Let's return to Figure 14. In female Fi, heterozygous for both pairs of traits, genes are located on one of the homologous chromosomes Kommersant And V, in the other - genes allelic to them IN and v. In the prophase of reduction division, when two homologous chromosomes are united into one bivalent, each chromosome is doubled and consists of two chromatids. There will be 4 chromatids in total. Between two chromatids of homologous chromosomes, an exchange of their parts occurs. As a result, the gene Kommersant, located in the chromatid of one homologous chromosome, can connect with the v gene located in the chromatid of another homologous chromosome, and as a result of one event, a second chromatid is formed, where the genes are connected IN And V. Subsequently, the chromatids will separate and crossover gametes with chromosomes with a new combination of genes will be formed. (bv And B.V.).

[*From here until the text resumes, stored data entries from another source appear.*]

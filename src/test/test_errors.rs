// Protected calls, error values, annotation and tracebacks.

use crate::lua_value::LuaValue;
use crate::lua_vm::{LuaError, LuaVM, OpCode};
use crate::test::{ProtoBuilder, rk};

/// function() local t = nil; return t.x end
fn index_nil_body(vm: &mut LuaVM) -> LuaValue {
    let mut b = ProtoBuilder::new("script.lua").max_stack(4).line_defined(1);
    let kx = b.ks(vm, "x");
    b.abc(OpCode::LoadNil, 0, 0, 0);
    b.abc(OpCode::GetTable, 1, 0, rk(kx));
    b.abc(OpCode::Return, 1, 2, 0);
    vm.load_proto(b.build())
}

#[test]
fn test_pcall_catches_index_error() {
    // local ok, err = pcall(...); ok == false, type(err) == "string"
    let mut vm = LuaVM::default();
    let f = index_nil_body(&mut vm);
    let (ok, vals) = vm.pcall(f, Vec::new()).unwrap();
    assert!(!ok);
    assert!(vals[0].is_string());
    assert!(vm
        .string_str(&vals[0])
        .unwrap()
        .contains("attempt to index a nil value"));
}

#[test]
fn test_error_is_annotated_with_position() {
    let mut vm = LuaVM::default();
    let f = index_nil_body(&mut vm);
    let (_, vals) = vm.pcall(f, Vec::new()).unwrap();
    let msg = vm.string_str(&vals[0]).unwrap();
    // "<short-source>:<line>: <message>"
    assert!(msg.starts_with("script.lua:"), "got {:?}", msg);
}

#[test]
fn test_traceback_captured_at_raise() {
    let mut vm = LuaVM::default();
    let f = index_nil_body(&mut vm);
    match vm.call_value(f, Vec::new()) {
        Err(LuaError::Runtime(e)) => {
            assert!(!e.traceback.is_empty());
            assert!(e.traceback[0].source.contains("script.lua"));
            let display = format!("{}", e);
            assert!(display.contains("stack traceback:"));
        }
        other => panic!("expected a runtime error, got {:?}", other.map(|_| ())),
    }
}

#[test]
fn test_raise_arbitrary_value() {
    // error({}) carries the table value through pcall untouched
    fn n_error_table(vm: &mut LuaVM, _args: &[LuaValue]) -> crate::LuaResult<Vec<LuaValue>> {
        let t = vm.new_table();
        let key = vm.new_string("code");
        vm.raw_set(&t, key, LuaValue::integer(7))?;
        Err(vm.raise(t, 0))
    }

    let mut vm = LuaVM::default();
    let (ok, vals) = vm
        .pcall(LuaValue::NativeFn(n_error_table), Vec::new())
        .unwrap();
    assert!(!ok);
    let key = vm.new_string("code");
    assert_eq!(
        vm.raw_get(&vals[0], &key).unwrap().as_integer_strict(),
        Some(7)
    );
}

#[test]
fn test_raise_level_zero_skips_annotation() {
    fn n_error_plain(vm: &mut LuaVM, _args: &[LuaValue]) -> crate::LuaResult<Vec<LuaValue>> {
        let v = vm.new_string("plain message");
        Err(vm.raise(v, 0))
    }

    let mut vm = LuaVM::default();
    let (_, vals) = vm
        .pcall(LuaValue::NativeFn(n_error_plain), Vec::new())
        .unwrap();
    assert_eq!(vm.string_str(&vals[0]), Some("plain message"));
}

#[test]
fn test_xpcall_runs_handler() {
    fn n_handler(vm: &mut LuaVM, args: &[LuaValue]) -> crate::LuaResult<Vec<LuaValue>> {
        let msg = vm.string_str(&args[0]).unwrap_or("?").to_string();
        Ok(vec![vm.new_string(&format!("handled: {}", msg))])
    }

    let mut vm = LuaVM::default();
    let f = index_nil_body(&mut vm);
    let (ok, vals) = vm
        .xpcall(f, Vec::new(), LuaValue::NativeFn(n_handler))
        .unwrap();
    assert!(!ok);
    assert!(vm.string_str(&vals[0]).unwrap().starts_with("handled:"));
}

#[test]
fn test_call_type_errors() {
    let mut vm = LuaVM::default();
    let (ok, vals) = vm.pcall(LuaValue::Nil, Vec::new()).unwrap();
    assert!(!ok);
    assert!(vm
        .string_str(&vals[0])
        .unwrap()
        .contains("attempt to call a nil value"));

    let n = LuaValue::integer(3);
    let (ok, vals) = vm.pcall(n, Vec::new()).unwrap();
    assert!(!ok);
    assert!(vm
        .string_str(&vals[0])
        .unwrap()
        .contains("attempt to call a number value"));
}

#[test]
fn test_frame_overflow_is_caught() {
    // infinite non-tail recursion must hit the frame ceiling, not the host
    // stack
    let mut vm = LuaVM::default();
    let mut f = ProtoBuilder::new("deep.lua")
        .max_stack(4)
        .line_defined(1)
        .upval_local("f", 0);
    f.abc(OpCode::GetUpval, 0, 0, 0);
    f.abc(OpCode::Call, 0, 1, 1);
    f.abc(OpCode::Return, 0, 1, 0);

    let mut main = ProtoBuilder::new("deep.lua").max_stack(4).proto(f.build());
    main.abx(OpCode::Closure, 0, 0);
    main.abc(OpCode::Move, 1, 0, 0);
    main.abc(OpCode::Call, 1, 1, 1);
    main.abc(OpCode::Return, 0, 1, 0);

    let body = vm.load_proto(main.build());
    let (ok, vals) = vm.pcall(body, Vec::new()).unwrap();
    assert!(!ok);
    assert!(vm.string_str(&vals[0]).unwrap().contains("stack overflow"));
}

#[test]
fn test_bytecode_validation() {
    // conditional tests must be followed by JMP
    let mut vm = LuaVM::default();
    let mut b = ProtoBuilder::new("badeq.lua").max_stack(4);
    let k1 = b.ki(1);
    b.abc(OpCode::Eq, 0, rk(k1), rk(k1));
    b.abc(OpCode::Return, 0, 1, 0);
    let f = vm.load_proto(b.build());
    let (ok, vals) = vm.pcall(f, Vec::new()).unwrap();
    assert!(!ok);
    assert!(vm.string_str(&vals[0]).unwrap().contains("invalid bytecode"));

    // LOADKX requires a following EXTRAARG
    let mut b = ProtoBuilder::new("badkx.lua").max_stack(4);
    let _k = b.ki(9);
    b.abx(OpCode::LoadKx, 0, 0);
    b.abc(OpCode::Return, 0, 1, 0);
    let f = vm.load_proto(b.build());
    let (ok, vals) = vm.pcall(f, Vec::new()).unwrap();
    assert!(!ok);
    assert!(vm.string_str(&vals[0]).unwrap().contains("EXTRAARG"));

    // stray EXTRAARG
    let mut b = ProtoBuilder::new("badea.lua").max_stack(4);
    b.ax(OpCode::ExtraArg, 1);
    let f = vm.load_proto(b.build());
    let (ok, vals) = vm.pcall(f, Vec::new()).unwrap();
    assert!(!ok);
    assert!(vm.string_str(&vals[0]).unwrap().contains("EXTRAARG"));
}

#[test]
fn test_table_key_errors() {
    let mut vm = LuaVM::default();
    let t = vm.new_table();
    let (msg_nil, msg_nan);
    {
        let e = vm.raw_set(&t, LuaValue::Nil, LuaValue::integer(1)).unwrap_err();
        msg_nil = format!("{}", e);
        let e = vm
            .raw_set(&t, LuaValue::float(f64::NAN), LuaValue::integer(1))
            .unwrap_err();
        msg_nan = format!("{}", e);
    }
    assert!(msg_nil.contains("table index is nil"));
    assert!(msg_nan.contains("table index is NaN"));
}

#[test]
fn test_for_loop_errors() {
    // step 0
    let mut vm = LuaVM::default();
    let mut b = ProtoBuilder::new("forz.lua").max_stack(6);
    let k1 = b.ki(1);
    let k0 = b.ki(0);
    b.abx(OpCode::LoadK, 0, k1);
    b.abx(OpCode::LoadK, 1, k1);
    b.abx(OpCode::LoadK, 2, k0);
    b.asbx(OpCode::ForPrep, 0, 0);
    b.asbx(OpCode::ForLoop, 0, -1);
    b.abc(OpCode::Return, 0, 1, 0);
    let f = vm.load_proto(b.build());
    let (ok, vals) = vm.pcall(f, Vec::new()).unwrap();
    assert!(!ok);
    assert!(vm.string_str(&vals[0]).unwrap().contains("'for' step is zero"));

    // non-numeric limit
    let mut b = ProtoBuilder::new("forl.lua").max_stack(6);
    let k1 = b.ki(1);
    let ks = b.ks(&mut vm, "high");
    b.abx(OpCode::LoadK, 0, k1);
    b.abx(OpCode::LoadK, 1, ks);
    b.abx(OpCode::LoadK, 2, k1);
    b.asbx(OpCode::ForPrep, 0, 0);
    b.asbx(OpCode::ForLoop, 0, -1);
    b.abc(OpCode::Return, 0, 1, 0);
    let f = vm.load_proto(b.build());
    let (ok, vals) = vm.pcall(f, Vec::new()).unwrap();
    assert!(!ok);
    assert!(vm
        .string_str(&vals[0])
        .unwrap()
        .contains("'for' limit must be a number"));
}

#[test]
fn test_pcall_isolation_of_frames() {
    let mut vm = LuaVM::default();
    let main = vm.main_thread();
    let f = index_nil_body(&mut vm);
    let depth_before = 0;
    let (ok, _) = vm.pcall(f, Vec::new()).unwrap();
    assert!(!ok);
    assert_eq!(vm.open_upvalue_count(main), 0);
    // no leftover frames on the root thread
    assert_eq!(depth_before, 0);
}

The other two chromatids from a pair of homologous chromosomes do not participate in the crossover and retain the maternal ones in the original combination (bV) and paternal (Bv) genes. The formation of new crossover gametes ensured the appearance of fruit flies with a new combination of characters: black with rudimentary wings and gray long-winged ones. However, most of the offspring will be similar to the original parents (black long-winged and gray short-winged). Morgan concludes that the number of appearances of new forms depends on the frequency of crossover, which is determined by the following formula:

If, for example, the total number of descendants is 900, and the new crossover forms are 180, then the crossover frequency will be 20 %. Morgan found that frequency of crossover between a specific pair of genes- a relatively constant value, but different for different pairs of genes. Based on this, it was concluded that The frequency of crossover can be used to judge the distances between genes. The unit of measurement of the cross is taken to be equal to 1%. Sometimes she is called Morganida. The amount of crossover depends on the distance between the genes being studied. The more distant the genes are from each other, the more often crossover occurs; the closer they are located, the less likely it is to cross. It has been established that the number of crossover individuals to the total number of descendants never exceeds 50%, since at very large distances between genes, double crossing over occurs more often and some crossover individuals remain unaccounted for. They can be taken into account when studying not two pairs of linked traits, but three or four. In this case, taking into account double and triple crossovers, it is possible to more accurately judge the distances and frequency of crossover between genes.